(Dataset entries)
# # # #
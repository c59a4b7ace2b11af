// Copyright (c) 2026 Aperture Labs
// SPDX-License-Identifier: AGPL-3.0
//! HTTP client for the gateway's REST surface. Grounded on the teacher's
//! `daemon::client::DaemonClient` shape — one `reqwest::Client`, one
//! `base_url`, thin methods that build a request, check `status().is_success()`,
//! and deserialize the JSON body.

use anyhow::{Context, Result};
use futures::StreamExt;
use serde_json::Value;

#[derive(Debug, Clone)]
pub struct GatewayClient {
    client: reqwest::Client,
    base_url: String,
}

impl GatewayClient {
    pub fn new(base_url: impl Into<String>) -> Result<Self> {
        let client = reqwest::Client::builder()
            .build()
            .context("failed to build HTTP client")?;
        Ok(Self {
            client,
            base_url: base_url.into().trim_end_matches('/').to_string(),
        })
    }

    async fn send(&self, request: reqwest::RequestBuilder) -> Result<Value> {
        let response = request.send().await.context("request to gateway failed")?;
        let status = response.status();
        let body: Value = response.json().await.unwrap_or(Value::Null);
        if !status.is_success() {
            let message = body
                .get("error")
                .and_then(Value::as_str)
                .map(str::to_string)
                .unwrap_or_else(|| format!("gateway returned {status}"));
            anyhow::bail!(message);
        }
        Ok(body)
    }

    pub async fn create_task(&self, payload: Value) -> Result<Value> {
        self.send(self.client.post(format!("{}/tasks", self.base_url)).json(&payload)).await
    }

    pub async fn get_task(&self, id: &str, workspace: &str) -> Result<Value> {
        self.send(
            self.client
                .get(format!("{}/tasks/{id}", self.base_url))
                .query(&[("workspace", workspace)]),
        )
        .await
    }

    pub async fn list_tasks(&self, workspace: &str) -> Result<Value> {
        self.send(
            self.client
                .get(format!("{}/tasks", self.base_url))
                .query(&[("workspace", workspace)]),
        )
        .await
    }

    /// Streams `GET /tasks/{id}/events`, printing each Server-Sent Event's
    /// `data:` line as it arrives. Returns once the server closes the
    /// connection or after the first event if `follow` is false.
    pub async fn stream_task_events(&self, id: &str, workspace: &str, follow: bool, mut on_event: impl FnMut(Value)) -> Result<()> {
        let response = self
            .client
            .get(format!("{}/tasks/{id}/events", self.base_url))
            .query(&[("workspace", workspace)])
            .send()
            .await
            .context("failed to connect to event stream")?;

        if !response.status().is_success() {
            let text = response.text().await.unwrap_or_default();
            anyhow::bail!("failed to stream task events: {text}");
        }

        let mut stream = response.bytes_stream();
        let mut buffered = String::new();
        while let Some(chunk) = stream.next().await {
            let chunk = chunk.context("failed to read event stream chunk")?;
            buffered.push_str(&String::from_utf8_lossy(&chunk));
            for line in buffered.clone().lines() {
                if let Some(json_str) = line.strip_prefix("data: ") {
                    if let Ok(event) = serde_json::from_str::<Value>(json_str) {
                        let is_terminal = matches!(
                            event.get("event_type").and_then(Value::as_str),
                            Some("task.completed") | Some("task.failed") | Some("task.denied")
                        );
                        on_event(event);
                        if is_terminal && !follow {
                            return Ok(());
                        }
                    }
                }
            }
            buffered.clear();
        }
        Ok(())
    }

    pub async fn create_source(&self, payload: Value) -> Result<Value> {
        self.send(self.client.post(format!("{}/sources", self.base_url)).json(&payload)).await
    }

    pub async fn list_sources(&self, workspace: &str) -> Result<Value> {
        self.send(
            self.client
                .get(format!("{}/sources", self.base_url))
                .query(&[("workspace", workspace)]),
        )
        .await
    }

    pub async fn delete_source(&self, id: &str) -> Result<()> {
        self.send(self.client.delete(format!("{}/sources/{id}", self.base_url))).await.map(|_| ())
    }

    pub async fn create_policy(&self, payload: Value) -> Result<Value> {
        self.send(self.client.post(format!("{}/policies", self.base_url)).json(&payload)).await
    }

    pub async fn list_policies(&self, workspace: &str) -> Result<Value> {
        self.send(
            self.client
                .get(format!("{}/policies", self.base_url))
                .query(&[("workspace", workspace)]),
        )
        .await
    }

    pub async fn delete_policy(&self, id: &str) -> Result<()> {
        self.send(self.client.delete(format!("{}/policies/{id}", self.base_url))).await.map(|_| ())
    }

    pub async fn create_credential(&self, payload: Value) -> Result<Value> {
        self.send(self.client.post(format!("{}/credentials", self.base_url)).json(&payload)).await
    }

    pub async fn list_approvals(&self, workspace: &str, status: Option<&str>) -> Result<Value> {
        let mut query = vec![("workspace", workspace.to_string())];
        if let Some(status) = status {
            query.push(("status", status.to_string()));
        }
        self.send(self.client.get(format!("{}/approvals", self.base_url)).query(&query)).await
    }

    pub async fn get_approval(&self, id: &str, workspace: &str) -> Result<Value> {
        self.send(
            self.client
                .get(format!("{}/approvals/{id}", self.base_url))
                .query(&[("workspace", workspace)]),
        )
        .await
    }

    pub async fn resolve_approval(&self, id: &str, payload: Value) -> Result<Value> {
        self.send(
            self.client
                .post(format!("{}/approvals/{id}/resolve", self.base_url))
                .json(&payload),
        )
        .await
    }
}
// Copyright (c) 2026 Aperture Labs
// SPDX-License-Identifier: AGPL-3.0
//! Policy Evaluator (§4.6) and GraphQL sub-operation decomposition (§4.7).
//! Grounded on `domain::policy`'s pattern-matching primitives; the
//! specificity-ranking algorithm and GraphQL decomposition are new domain
//! logic layered on top, following the teacher's convention of keeping
//! evaluation logic in `application/` over the raw aggregate.

use crate::domain::policy::{AccessPolicy, Decision};
use crate::domain::tool::{ApprovalMode, ToolDefinition};
use async_trait::async_trait;

pub struct EvalContext<'a> {
    pub workspace: &'a str,
    pub actor: Option<&'a str>,
    pub client: Option<&'a str>,
}

#[async_trait]
pub trait PolicyEvaluator: Send + Sync {
    /// §4.6: evaluate a single tool path against the workspace's policies.
    fn evaluate(&self, tool_path: &str, default_mode: ApprovalMode, ctx: &EvalContext, policies: &[AccessPolicy]) -> Decision;

    /// §4.7: decompose a GraphQL operation string into pseudo-tool paths and
    /// return the worst decision across all top-level selections, with
    /// short-circuit on `deny`. Returns the evaluated field paths alongside
    /// the combined decision so callers can build the comma-joined
    /// effective tool path for approvals/events.
    fn evaluate_graphql(
        &self,
        source_name: &str,
        operation: &str,
        ctx: &EvalContext,
        policies: &[AccessPolicy],
    ) -> (Decision, Vec<String>);
}

#[derive(Default)]
pub struct StandardPolicyEvaluator;

impl StandardPolicyEvaluator {
    pub fn new() -> Self {
        Self
    }

    /// §4.6 step 4: `+4` if actor set and matches, `+2` if client set and
    /// matches, `+ max(1, len(pattern with '*' removed))`, `+ priority`.
    fn specificity(policy: &AccessPolicy) -> i64 {
        let mut score = 0i64;
        if policy.actor.is_some() {
            score += 4;
        }
        if policy.client.is_some() {
            score += 2;
        }
        let stripped_len = policy.pattern.chars().filter(|c| *c != '*').count() as i64;
        score += stripped_len.max(1);
        score += policy.priority;
        score
    }
}

#[async_trait]
impl PolicyEvaluator for StandardPolicyEvaluator {
    fn evaluate(
        &self,
        tool_path: &str,
        default_mode: ApprovalMode,
        ctx: &EvalContext,
        policies: &[AccessPolicy],
    ) -> Decision {
        // §4.6 step 1: the discover tool is always allowed.
        if tool_path == crate::domain::tool::DISCOVER_TOOL_PATH {
            return Decision::Allow;
        }

        let default_decision = match default_mode {
            ApprovalMode::Auto => Decision::Allow,
            ApprovalMode::Required => Decision::RequireApproval,
        };

        let mut best: Option<(i64, usize, Decision)> = None;
        for (idx, policy) in policies.iter().enumerate() {
            if policy.workspace != ctx.workspace {
                continue;
            }
            if let Some(policy_actor) = &policy.actor {
                if Some(policy_actor.as_str()) != ctx.actor {
                    continue;
                }
            }
            if let Some(policy_client) = &policy.client {
                if Some(policy_client.as_str()) != ctx.client {
                    continue;
                }
            }
            let compiled = match policy.compiled_pattern() {
                Ok(re) => re,
                Err(_) => continue,
            };
            if !compiled.is_match(tool_path) {
                continue;
            }
            let score = Self::specificity(policy);
            // Stable ordering on ties: earlier (lower index) candidates keep
            // priority since we only replace on strictly greater score.
            let replace = match &best {
                None => true,
                Some((best_score, _, _)) => score > *best_score,
            };
            if replace {
                best = Some((score, idx, policy.decision));
            }
        }

        best.map(|(_, _, decision)| decision).unwrap_or(default_decision)
    }

    fn evaluate_graphql(
        &self,
        source_name: &str,
        operation: &str,
        ctx: &EvalContext,
        policies: &[AccessPolicy],
    ) -> (Decision, Vec<String>) {
        let fields = extract_top_level_fields(operation);
        let mut worst = Decision::Allow;
        let mut evaluated_paths = Vec::with_capacity(fields.len());

        for (kind, field_name) in fields {
            let pseudo_path = format!("{source_name}.{kind}.{field_name}");
            evaluated_paths.push(pseudo_path.clone());
            // Mutation fields default to `required`; query fields default to
            // `auto`, per §4.7.
            let default = if kind == "mutation" {
                ApprovalMode::Required
            } else {
                ApprovalMode::Auto
            };
            let decision = self.evaluate(&pseudo_path, default, ctx, policies);
            worst = worst.worst(decision);
            if worst == Decision::Deny {
                break;
            }
        }

        (worst, evaluated_paths)
    }
}

/// Extracts `(operationKind, fieldName)` pairs for every top-level selection
/// in a GraphQL operation string. This is a lightweight scanner, not a full
/// GraphQL parser: it locates the `query`/`mutation` keyword (or treats an
/// anonymous/shorthand operation as `query`), then walks the top-level
/// selection set brace-depth-aware so nested selections on sub-fields don't
/// get mistaken for siblings. A top-level field is flushed as soon as its
/// boundary is known — at a `(`-free whitespace/comma separator, when its
/// own sub-selection opens, or at the closing brace of the selection set —
/// so a leaf field with no sub-selection (e.g. `mutation { deleteUser }`)
/// is recorded just as reliably as one with a nested selection set.
fn extract_top_level_fields(operation: &str) -> Vec<(&'static str, String)> {
    let trimmed = operation.trim_start();
    let (kind, rest) = if let Some(rest) = trimmed.strip_prefix("mutation") {
        ("mutation", rest)
    } else if let Some(rest) = trimmed.strip_prefix("query") {
        ("query", rest)
    } else {
        ("query", trimmed)
    };

    let Some(open) = rest.find('{') else {
        return Vec::new();
    };
    let body = &rest[open + 1..];

    let mut fields = Vec::new();
    let mut depth = 0i32;
    let mut paren_depth = 0i32;
    let mut token = String::new();

    let flush = |token: &mut String, fields: &mut Vec<String>| {
        if !token.trim().is_empty() {
            fields.push(first_identifier(token));
        }
        token.clear();
    };

    for ch in body.chars() {
        match ch {
            '(' if depth == 0 => {
                paren_depth += 1;
                token.push(ch);
            }
            ')' if depth == 0 => {
                paren_depth -= 1;
                token.push(ch);
            }
            '{' => {
                if depth == 0 {
                    flush(&mut token, &mut fields);
                }
                depth += 1;
            }
            '}' => {
                if depth == 0 {
                    // Closing brace of the top-level selection set itself.
                    flush(&mut token, &mut fields);
                    break;
                }
                depth -= 1;
                if depth == 0 {
                    token.clear();
                }
            }
            c if depth == 0 && paren_depth == 0 && (c.is_whitespace() || c == ',') => {
                flush(&mut token, &mut fields);
            }
            c if depth == 0 => {
                token.push(c);
            }
            _ => {}
        }
    }
    // Malformed input with no closing brace: flush whatever was pending.
    flush(&mut token, &mut fields);

    fields
        .into_iter()
        .filter(|name| !name.is_empty())
        .map(|name| (kind, name))
        .collect()
}

fn first_identifier(token: &str) -> String {
    token
        .split(|c: char| c.is_whitespace() || c == '(' || c == ':')
        .find(|s| !s.is_empty())
        .unwrap_or("")
        .to_string()
}

#[cfg(test)]
mod tests {
    use super::*;
    use crate::domain::policy::AccessPolicy;

    fn ctx<'a>(workspace: &'a str) -> EvalContext<'a> {
        EvalContext {
            workspace,
            actor: None,
            client: None,
        }
    }

    #[test]
    fn narrower_allow_wins_over_broader_require_approval() {
        let eval = StandardPolicyEvaluator::new();
        let policies = vec![
            AccessPolicy::new(
                "ws_1".to_string(),
                None,
                None,
                "x.*".to_string(),
                Decision::RequireApproval,
                0,
            ),
            AccessPolicy::new(
                "ws_1".to_string(),
                None,
                None,
                "x.read".to_string(),
                Decision::Allow,
                0,
            ),
        ];
        assert_eq!(
            eval.evaluate("x.read", ApprovalMode::Required, &ctx("ws_1"), &policies),
            Decision::Allow
        );
        assert_eq!(
            eval.evaluate("x.write", ApprovalMode::Required, &ctx("ws_1"), &policies),
            Decision::RequireApproval
        );
    }

    #[test]
    fn discover_is_always_allowed() {
        let eval = StandardPolicyEvaluator::new();
        let policies = vec![AccessPolicy::new(
            "ws_1".to_string(),
            None,
            None,
            "*".to_string(),
            Decision::Deny,
            100,
        )];
        assert_eq!(
            eval.evaluate("discover", ApprovalMode::Required, &ctx("ws_1"), &policies),
            Decision::Allow
        );
    }

    #[test]
    fn no_matching_policy_falls_back_to_default() {
        let eval = StandardPolicyEvaluator::new();
        assert_eq!(
            eval.evaluate("y.read", ApprovalMode::Auto, &ctx("ws_1"), &[]),
            Decision::Allow
        );
        assert_eq!(
            eval.evaluate("y.read", ApprovalMode::Required, &ctx("ws_1"), &[]),
            Decision::RequireApproval
        );
    }

    #[test]
    fn graphql_decomposition_requires_approval_for_mutation_field() {
        let eval = StandardPolicyEvaluator::new();
        let operation = "mutation { deleteUser(id: 1) { id } createWidget(name: \"a\") { id } }";
        let (decision, paths) = eval.evaluate_graphql("gh", operation, &ctx("ws_1"), &[]);
        assert_eq!(decision, Decision::RequireApproval);
        assert_eq!(paths, vec!["gh.mutation.deleteUser", "gh.mutation.createWidget"]);
    }

    #[test]
    fn graphql_query_fields_default_to_allow() {
        let eval = StandardPolicyEvaluator::new();
        let operation = "query { viewer { id } }";
        let (decision, paths) = eval.evaluate_graphql("gh", operation, &ctx("ws_1"), &[]);
        assert_eq!(decision, Decision::Allow);
        assert_eq!(paths, vec!["gh.query.viewer"]);
    }

    #[test]
    fn graphql_decomposition_short_circuits_on_deny() {
        let eval = StandardPolicyEvaluator::new();
        let policies = vec![AccessPolicy::new(
            "ws_1".to_string(),
            None,
            None,
            "gh.mutation.deleteUser".to_string(),
            Decision::Deny,
            0,
        )];
        let operation = "mutation { deleteUser createWidget }";
        let (decision, _paths) = eval.evaluate_graphql("gh", operation, &ctx("ws_1"), &policies);
        assert_eq!(decision, Decision::Deny);
    }
}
# # # #
Task requirements:
Note every line above where the string "HTTP" shows up, and copy those lines.

Answer section:
//! HTTP client for the gateway's REST surface. Grounded on the teacher's
            .context("failed to build HTTP client")?;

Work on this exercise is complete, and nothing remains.